Mbahjoyo911
TS
Mbahjoyo911 
Dua Jalan, Satu Asa

Satu Perbedaan




"Bo, ntar lu backing lho ya ...?" pinta Christy.

"Nggak bisa gue, lagi serak ini," tolak Kribo.

"Lu, tau kan, kalo gue nggak pede kalo nggak ada backing," balas Cristy.

"Ntar lagunya jadi ancur kalo gue backing ..!" kilah Kribo.

"Paling ntar dilemparin sama penonton, haha ..!" sahut Jon sambil tertawa.


Mereka sudah di belakang panggung, menunggu giliran tampil dalam acara Festival Band di alun-alun kota. Mereka mahasiswa tingkat akhir beda universitas, tergabung dalam satu band lokal beraliran Ska Punk. Band solid ini terbentuk sejak SMA. Posisi Jon pada drum, Kribo pegang bass, Rivai  pencabik gitar, Christy sebagai vokalis.

Mereka sangat kompak, tapi perdebatan remeh selalu saja ada. Jon dan Rivai cuma melihat kedua temannya berdebat, meski lama kelamaan jadi risih juga. Rivai pun menengahi.

"Udah, biar gue aja jadi backing vocal kali ini, Tis."

"Makasih Sayang …," puji Christy sambil menggenggam tangan Rivai.

"Yang penting manggung bisa jalan lancar!"


Pandangan mata mereka bertemu,  tampak sekilas ganjalan di mata Christy. Sudah dua tahun ini Rivai dan Christy menjalin hubungan, jadi Rivai tau betul gimana Christy. Bahkan dia punya panggilan khusus buat Christy, yaitu Titis. Momen itu terputus oleh suara pembawa acara di panggung yang meminta band mereka  tampil ke panggung. 

"Bentar, dandananku luntur nggak, yank ..?" tanya Christy.

"Nggak kok …," jawab Rivai.

"Halah ... penonton nggak bakalan tau lu dandan atau nggak!" ledek Kribo sambil tertawa.

"Gue tampol juga lu ntar!" ancam Christy disambut tawa yang lain.


Memang setiap kali manggung, Christy selalu berdandan ala anak gothic, make up-nya selalu tebal. Setelah dipastikan semua siap, mereka pun mulai beranjak.  Ketika Cristy sampai di atas panggung, dia malah mematung, mendapati penonton membludak segitu banyaknya.
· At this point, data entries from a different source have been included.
use chrono::Utc;
use keyring::Entry;

use super::smtp::SmtpCredentials;
use super::EmailError;

const KEYRING_SERVICE: &str = "secure-auth-email";
const KEYRING_ACCOUNT: &str = "smtp-credentials";

/// Keeps SMTP credentials in the OS keyring rather than the config file
pub struct SecureEmailManager {
    keyring: Entry,
}

impl SecureEmailManager {
    pub fn new() -> Result<Self, EmailError> {
        let keyring = Entry::new(KEYRING_SERVICE, KEYRING_ACCOUNT)
            .map_err(|e| EmailError::Credentials(format!("keyring unavailable: {}", e)))?;
        Ok(Self { keyring })
    }

    // Store new SMTP credentials in the system keyring
    pub fn store_credentials(
        &self,
        username: &str,
        password: &str,
        host: &str,
        port: u16,
    ) -> Result<(), EmailError> {
        let credentials = SmtpCredentials {
            username: username.to_string(),
            password: password.to_string(),
            host: host.to_string(),
            port,
            last_updated: Utc::now().timestamp().max(0) as u64,
        };

        let creds_json = serde_json::to_string(&credentials)
            .map_err(|e| EmailError::Credentials(format!("failed to serialize: {}", e)))?;

        self.keyring
            .set_password(&creds_json)
            .map_err(|e| EmailError::Credentials(format!("failed to store: {}", e)))
    }

    // Retrieve stored SMTP credentials from the system keyring
    pub fn get_credentials(&self) -> Result<SmtpCredentials, EmailError> {
        let creds_json = self
            .keyring
            .get_password()
            .map_err(|e| EmailError::Credentials(format!("failed to retrieve: {}", e)))?;

        parse_credentials(&creds_json)
    }

    pub fn delete_credentials(&self) -> Result<(), EmailError> {
        self.keyring
            .delete_password()
            .map_err(|e| EmailError::Credentials(format!("failed to delete: {}", e)))
    }
}

fn parse_credentials(creds_json: &str) -> Result<SmtpCredentials, EmailError> {
    serde_json::from_str(creds_json)
        .map_err(|e| EmailError::Credentials(format!("failed to parse: {}", e)))
}

#[cfg(test)]
mod tests {
    use super::*;

    #[test]
    fn test_parse_stored_credentials() {
        let json = r#"{
            "username": "sender@example.com",
            "password": "app-password",
            "host": "smtp.example.com",
            "port": 587,
            "last_updated": 1700000000
        }"#;
        let creds = parse_credentials(json).unwrap();
        assert_eq!(creds.username, "sender@example.com");
        assert_eq!(creds.host, "smtp.example.com");
        assert_eq!(creds.port, 587);
    }

    #[test]
    fn test_parse_rejects_garbage() {
        assert!(matches!(
            parse_credentials("not json"),
            Err(EmailError::Credentials(_))
        ));
    }
}
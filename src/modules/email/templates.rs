/// A rendered email ready for a transport
#[derive(Debug, Clone, PartialEq, Eq)]
pub struct EmailContent {
    pub subject: String,
    pub body: String,
}

pub fn activation_email(sender_name: &str, activation_link: &str) -> EmailContent {
    EmailContent {
        subject: format!("{} - Activate Your Account", sender_name),
        body: format!(
            "Welcome!\n\
            \n\
            Please activate your account by opening the following link:\n\
            \n\
            {}\n\
            \n\
            If you did not create an account, you can ignore this email.\n\
            \n\
            Best regards,\n\
            {}",
            activation_link, sender_name
        ),
    }
}

pub fn password_reset_email(
    sender_name: &str,
    reset_link: &str,
    valid_for_hours: i64,
) -> EmailContent {
    EmailContent {
        subject: format!("{} - Password Reset Request", sender_name),
        body: format!(
            "Hello,\n\n\
            A password reset was requested for your account.\n\n\
            You can reset your password by opening the following link:\n\n\
            {}\n\n\
            This link will expire in {} hours and can only be used once.\n\n\
            If you did not request this reset, please ignore this email and ensure \
            your account is secure.\n\n\
            Best regards,\n\
            {}",
            reset_link, valid_for_hours, sender_name
        ),
    }
}
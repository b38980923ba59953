use log::debug;
use parking_lot::Mutex;
use serde::{Deserialize, Serialize};
use std::collections::HashMap;

use super::{StoreError, UserRepository};
use crate::modules::auth::user::{normalize_email, User, UserId};

/// The user records plus the id sequence. Shared by both store backends.
#[derive(Serialize, Deserialize, Debug, Default, Clone)]
pub struct UserTable {
    users: HashMap<UserId, User>,
    next_id: UserId,
}

impl UserTable {
    pub fn new() -> Self {
        Self::default()
    }

    pub fn len(&self) -> usize {
        self.users.len()
    }

    pub fn is_empty(&self) -> bool {
        self.users.is_empty()
    }

    fn find(&self, predicate: impl Fn(&User) -> bool) -> Option<User> {
        self.users.values().find(|u| predicate(*u)).cloned()
    }

    pub fn find_by_email(&self, email: &str) -> Option<User> {
        let email = normalize_email(email);
        self.find(|u| u.email == email)
    }

    pub fn find_by_activation_token(&self, token: &str) -> Option<User> {
        self.find(|u| u.activation_token.as_deref() == Some(token))
    }

    pub fn find_by_reset_token(&self, token: &str) -> Option<User> {
        self.find(|u| u.reset_token.as_ref().map(|r| r.token.as_str()) == Some(token))
    }

    pub fn add(&mut self, mut user: User) -> Result<User, StoreError> {
        user.email = normalize_email(&user.email);
        if self.users.values().any(|u| u.email == user.email) {
            return Err(StoreError::DuplicateEmail);
        }

        self.next_id += 1;
        user.id = self.next_id;
        user.version = 0;
        self.users.insert(user.id, user.clone());
        debug!("Inserted user id={}", user.id);
        Ok(user)
    }

    pub fn update(&mut self, user: &User) -> Result<(), StoreError> {
        let stored = self
            .users
            .get_mut(&user.id)
            .ok_or(StoreError::NotFound(user.id))?;
        if stored.version != user.version {
            return Err(StoreError::Conflict);
        }

        let mut updated = user.clone();
        updated.version = user.version + 1;
        *stored = updated;
        debug!("Updated user id={} version={}", user.id, user.version + 1);
        Ok(())
    }
}

/// Process-local user store, mainly for tests and embedding
#[derive(Debug, Default)]
pub struct InMemoryUserStore {
    table: Mutex<UserTable>,
}

impl InMemoryUserStore {
    pub fn new() -> Self {
        Self::default()
    }

    pub fn len(&self) -> usize {
        self.table.lock().len()
    }

    pub fn is_empty(&self) -> bool {
        self.table.lock().is_empty()
    }

    /// Mutate a stored record in place, bypassing version checks
    #[cfg(test)]
    pub fn modify(&self, id: UserId, change: impl FnOnce(&mut User)) -> Result<(), StoreError> {
        let mut table = self.table.lock();
        let user = table.users.get_mut(&id).ok_or(StoreError::NotFound(id))?;
        change(user);
        Ok(())
    }
}

impl UserRepository for InMemoryUserStore {
    fn find_by_email(&self, email: &str) -> Result<Option<User>, StoreError> {
        Ok(self.table.lock().find_by_email(email))
    }

    fn find_by_activation_token(&self, token: &str) -> Result<Option<User>, StoreError> {
        Ok(self.table.lock().find_by_activation_token(token))
    }

    fn find_by_reset_token(&self, token: &str) -> Result<Option<User>, StoreError> {
        Ok(self.table.lock().find_by_reset_token(token))
    }

    fn add(&self, user: User) -> Result<User, StoreError> {
        self.table.lock().add(user)
    }

    fn update(&self, user: &User) -> Result<(), StoreError> {
        self.table.lock().update(user)
    }
}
Sudah puluhan kali Christy tampil di panggung, tapi rasa nervous selalu saja datang. Rivai tau apa yang terjadi, dia raih tangan Christy dan menariknya ke bagian sound gitar. Setelah setel-setel efek gitar sebentar, maka Rivai mulai mencabik gitarnya dengan gaya hardrock.

Raungan gitar yang kental akan distorsi itu pun serta merta melenyapkan nervous yang Christy rasakan , dia langsung meraih mic dan menyapa penonton dengan suaranya yang melengking tinggi nan mantap.

Tiga lagu dari grup band No Doubt mengalun keras. Hentakan kerasnya musik, lampu spot warna-warni yang menyilaukan, teriakan histeris penonton yang berjingkrakan mengikuti irama musik, semua bersatu-padu dengan adrenalin yang menderas tinggi. Inilah moment yang mereka cari dan mereka inginkan.

Bahkan saat tiga lagu itu selesai dan mereka sudah turun panggung, penonton masih terdengar histeris. Malam ini mereka sukses menggebrak panggung di alun-alun kota. Raut wajah puas mengiringi mereka saat menjauh dari keramaian itu, tapi tidak di wajah Christy, dan hal ini tidak lepas dari pengamatan Rivai.

"Gue mau ngomong penting sama kalian …," ujar Christy.

"Ya ngomong aja," jawab Kribo.

"Nggak disini, lah," sahut Christy. "Cari tempat yang enak buat ngobrol ...."

"Kafe itu aja, " usul Jon sambil menunjuk ke sebuah kafe yang berada di seberang jalan, dekat alun-alun.

"Tapi sebelumnya gue mau ngomong berdua sama Vai dulu," sambung Christy.

Mereka pun berjalan,memasuki kafe. Jon dan Kribo duduk semeja, sementara Rivai dan Christy berada di meja lain.

"Jadi, mau ngomong apa, Tis ...?" Rivai memulai obrolan.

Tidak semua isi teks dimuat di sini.